Re: [slurm-users] srun: error: io_init_msg_unpack: unpack error

2022-08-06 Thread Chris Samuel

On 6/8/22 10:43 am, David Magda wrote:


It seems that the the new srun(1) cannot talk to the old slurmd(8).

Is this 'on purpose'? Does the backwards compatibility of the protocol not 
extend to srun(1)?


That's expected, what you're hoping for here is forward compatibility.

Newer daemons know how to talk to older utilities, but it doesn't work 
the other way around.


What we do in this situation is upgrade slurmdbd, then slurmctld, change 
our images for compute nodes to be ones that have the new Slurm version 
then before we bring partitions back up we issue an "scontrol reboot 
ASAP nextstate=resume" for all the compute nodes.


This means existing jobs will keep going but no new jobs will start on 
compute nodes with older versions of Slurm from that point on. As jobs 
on nodes finish they'll get rebooted into the new images and will accept 
jobs again (the "ASAP" flag drains the node, then once it's successfully 
started its slurmd as the final thing on boot it'll undrain at that 
point - and also slurmctld is smart with planning its scheduling for 
this situation).


It's also safe to restart slurmd's with running jobs, though you may 
want to drain them before that so slurmctld won't try and send them a 
job in the middle.


The one issue you can get where backwards compatibility in the Slurm 
protocol can't help is if there are incompatible config file changes 
needed, then you need to bite the bullet and upgrade the slurmd's and 
commands at the same time everywhere where the new config file goes (and 
for those of running in configless mode that means everywhere).


Hope this helps! All the best,
Chris
--
Chris Samuel  :  http://www.csamuel.org/  :  Berkeley, CA, USA




[slurm-users] srun: error: io_init_msg_unpack: unpack error

2022-08-06 Thread David Magda
Hello,

We are testing the upgrade process with going from 20.11.9 to 22.05.2. The 
master server is running 22.05.2 slurmctld/slurmdbd, and the compute nodes are 
(currently) running slurm-20.11.9 slurmd. We are running this 'mixed 
environment' because our production cluster has a reasonable number of nodes 
(~200) so it will take a while to get through them all.

Back to our smaller (test) cluster: things are generally working fine in that 
jobs are scheduled, launched, and finish cleanly.

The main issue we're experiencing is with srun(1).

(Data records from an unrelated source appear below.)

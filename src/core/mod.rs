//! Core data structures.
//!
//! - Dependency references and requirement categories
//! - Per-component build metadata and its aggregation
//! - The resolved dependency graph and its walk order
//! - The build context descriptors are keyed by

pub mod context;
pub mod cpp_info;
pub mod dependency;
pub mod graph;

pub use context::BuildContext;
pub use cpp_info::CppInfo;
pub use dependency::{DependencyRef, RequireCategory};
pub use graph::{DependencyGraph, DependencyNode, WalkedDependency};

If you execute the "new" 
binary the following output is generated:

$ /opt/slurm-22.05.2/bin/srun --mem=8GB --gres=gpu:1 -p wsgpu --pty bash
srun: job 1939765 queued and waiting for resources
srun: job 1939765 has been allocated resources
srun: error: io_init_msg_unpack: unpack error
srun: error: io_init_msg_read_from_fd: io_init_msg_unpack failed: rc=-1
srun: error: failed reading io init message

If I SSH into the host manually (as root), I do see a shell session for my user 
running bash.  Running the "old" binary:

$ /opt/slurm-20.11.9b/bin/srun --mem=8GB --gres=gpu:1 -p wsgpu --pty 
bash
srun: job 1939768 queued and waiting for resources
srun: job 1939768 has been allocated resources
dmagda@wsgpu11:~$ 

It seems that the the new srun(1) cannot talk to the old slurmd(8).

Is this 'on purpose'? Does the backwards compatibility of the protocol not 
extend to srun(1)?

Is there any way around this, or should we simply upgrade slurmd(8) on the work 
nodes, but leave the paths to the older user CLI utilities alone until all the 
compute nodes have been upgraded?

Thanks for any info.

Regards,
David